I run our household very lean also. We do not want to borrow more, as we are afraid it will be too hard to ever catch up. If we progress at the rate we are moving now, we will eventually earn a decent income, but in the meantime our hard, unchangeable business costs are significantly greater than our earnings. I would love for DH to be able to work less, but am not sure how that can be done. He is a paramedic in a supervisory capacity. There isn't enough job security as it is to be able to "dicker" with them on hours. If he went part-time he would lose all benefits. We simply cannot risk no insurance for a family of five. I have been a powerseller on ebay for several years and also have a booth selling antiques. It is a great way to earn quick cash, such as in times like now, but of course also takes time. The antique booth is not very time consuming, but it also earns much less than the ebay. I spend many hours each day handling the production end of the publication . . . getting photos and listing info. from realtors, instructing our artist with design specs., proofing and editing text. I just don't have the time to go out and sell the advertising too. When the publications come out, DH and I distribute all 25,000 ourselves, rather than hiring that out, as that isn't feasible. That is very time consuming, not to mention the gas and wear on our cars! When I do ebay, I do it late at night, so that it doesn't interfere with the business or the kids, so it isn't like I can just swap ebay time for this business time, as I must operate during realtors business hours.

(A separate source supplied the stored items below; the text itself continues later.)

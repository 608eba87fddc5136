//! Deep-link encoding and decoding for tutor exercises.
//!
//! A share link carries enough state to reproduce an exercise exactly on
//! another device. Simple exercises travel as flat query parameters
//! (`?mode=simplify&n=4&d=8`); structurally richer payloads travel as one
//! Base64-encoded JSON blob under a `data` parameter.
//!
//! Decoding is deliberately defensive: links arrive from address bars and
//! QR codes and may have been hand-edited, so every structural or type
//! violation is a typed [`ShareError`] the caller swallows by falling back
//! to a freshly generated exercise.
//!
//! # Example
//!
//! ```rust
//! use tutor_share::{decode, share_url, SharePayload};
//! use url::Url;
//!
//! let base = Url::parse("https://fractionfriends.app/").unwrap();
//! let url = share_url(
//!     &base,
//!     &SharePayload::Simplify {
//!         numerator: 4,
//!         denominator: 8,
//!     },
//! )
//! .unwrap();
//! assert_eq!(url.query(), Some("mode=simplify&n=4&d=8"));
//!
//! let payload = decode(&url).unwrap();
//! assert!(matches!(payload, SharePayload::Simplify { numerator: 4, denominator: 8 }));
//! ```

mod codec;

pub use codec::{decode, decode_for, share_url, strip_query};

use serde::{Deserialize, Serialize};

// ============================================================================
// Error Types
// ============================================================================

/// Errors raised while decoding or encoding a share link.
///
/// None of these are fatal: the caller treats a decode failure as "no link
/// present" and generates a fresh exercise instead.
#[derive(Debug, thiserror::Error)]
pub enum ShareError {
    /// The link has no `mode` parameter.
    #[error("no mode parameter present")]
    MissingMode,

    /// The `mode` parameter is not part of the exercise vocabulary.
    #[error("unknown mode '{0}'")]
    UnknownMode(String),

    /// The link's mode does not match the exercise being seeded.
    #[error("mode '{found}' does not match the active exercise '{expected}'")]
    ModeMismatch {
        /// The exercise kind the caller wanted to seed.
        expected: ExerciseKind,
        /// The kind named by the link.
        found: ExerciseKind,
    },

    /// A required query parameter is absent.
    #[error("missing query parameter '{name}'")]
    MissingParam {
        /// The parameter name.
        name: &'static str,
    },

    /// A numeric query parameter did not parse as a decimal integer.
    #[error("query parameter '{name}' is not a number: '{value}'")]
    InvalidNumber {
        /// The parameter name.
        name: &'static str,
        /// The offending raw value.
        value: String,
    },

    /// A simplification seed was not a proper fraction.
    #[error("{numerator}/{denominator} is not a proper fraction")]
    ImproperFraction {
        /// Decoded numerator.
        numerator: u32,
        /// Decoded denominator.
        denominator: u32,
    },

    /// The `data` parameter was not valid Base64.
    #[error("invalid base64 payload: {0}")]
    Base64(#[from] base64::DecodeError),

    /// The decoded `data` blob was not a valid payload object.
    #[error("invalid payload JSON: {0}")]
    Json(#[from] serde_json::Error),
}

/// A specialized `Result` type for share-link operations.
pub type Result<T> = std::result::Result<T, ShareError>;

// ============================================================================
// Exercise kinds and payloads
// ============================================================================

/// The closed vocabulary of shareable exercise kinds.
#[derive(Debug, Clone, Copy, PartialEq, Eq)]
pub enum ExerciseKind {
    /// Free exploration, no parameters.
    Explore,
    /// Guided simplification of one fraction.
    Simplify,
    /// Same-denominator addition.
    Addition,
    /// A story problem.
    WordProblems,
}

impl ExerciseKind {
    /// The `mode` parameter value for this kind.
    #[must_use]
    pub const fn as_str(self) -> &'static str {
        match self {
            Self::Explore => "explore",
            Self::Simplify => "simplify",
            Self::Addition => "addition",
            Self::WordProblems => "word_problems",
        }
    }

    /// Looks a kind up by its `mode` parameter value.
    ///
    /// The vocabulary is closed: anything unrecognized is `None`.
    #[must_use]
    pub fn from_mode(mode: &str) -> Option<Self> {
        match mode {
            "explore" => Some(Self::Explore),
            "simplify" => Some(Self::Simplify),
            "addition" => Some(Self::Addition),
            "word_problems" => Some(Self::WordProblems),
            _ => None,
        }
    }
}

impl std::fmt::Display for ExerciseKind {
    fn fmt(&self, f: &mut std::fmt::Formatter<'_>) -> std::fmt::Result {
        f.write_str(self.as_str())
    }
}

/// The operation named by a shared word problem.
///
/// Local to this crate so the codec stays a leaf dependency; the engine has
/// its own operation type and the front-end maps between them.
#[derive(Debug, Clone, Copy, PartialEq, Eq, Serialize, Deserialize)]
#[serde(rename_all = "lowercase")]
pub enum ShareOperation {
    /// Combine the parts.
    Add,
    /// Take the second part away.
    Sub,
}

/// The compound-form payload of a shared word problem.
///
/// Every field is required; a blob missing any of them fails to decode.
/// Unknown fields are ignored for forward compatibility.
#[derive(Debug, Clone, PartialEq, Eq, Serialize, Deserialize)]
pub struct WordProblemPayload {
    /// The narrative setup.
    pub story: String,
    /// The question asked.
    pub question: String,
    /// Numerator of the first part.
    pub n1: u32,
    /// Denominator of the first part.
    pub d1: u32,
    /// Numerator of the second part.
    pub n2: u32,
    /// Denominator of the second part.
    pub d2: u32,
    /// The operation to perform.
    pub op: ShareOperation,
}

/// Exercise state as carried by a share link.
#[derive(Debug, Clone, PartialEq, Eq)]
pub enum SharePayload {
    /// Free exploration; the mode alone is the whole payload.
    Explore,
    /// A simplification exercise seed.
    Simplify {
        /// The numerator to simplify.
        numerator: u32,
        /// The denominator to simplify.
        denominator: u32,
    },
    /// An addition exercise seed.
    Addition {
        /// Numerator of the first part.
        first: u32,
        /// Numerator of the second part.
        second: u32,
        /// The shared denominator.
        denominator: u32,
    },
    /// A full word problem.
    WordProblem(WordProblemPayload),
}

impl SharePayload {
    /// The exercise kind this payload belongs to.
    #[must_use]
    pub const fn kind(&self) -> ExerciseKind {
        match self {
            Self::Explore => ExerciseKind::Explore,
            Self::Simplify { .. } => ExerciseKind::Simplify,
            Self::Addition { .. } => ExerciseKind::Addition,
            Self::WordProblem(_) => ExerciseKind::WordProblems,
        }
    }
}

We are seriously looking at putting the boys in school in the fall. I just don't want them to get the scraps" of our time. DH spends most of his off time on the business, for example spending over 8 hours today doing cold calls and setting up appointments. We are seeing growth . . . just slower than what we need given the debt factor.

This is a rapidly growing publication throughout the Northwest and all the publications started in other towns prior to ours have grown rapidly and are now showing a profit, so we are no where near walking away from this. I just am not sure what we should do in the meantime. We have used up our HELOC and visa. We can get more credit as we have an excellent credit rating and we have checked into it. It is just the fear of borrowing so much that it will take forever to catch up. So I guess I am wondering, if you were in our shoes and knew that within a year, two at the most, you can probably be earning a 6 digit figure, would you keep borrowing or what would you do? Thanks.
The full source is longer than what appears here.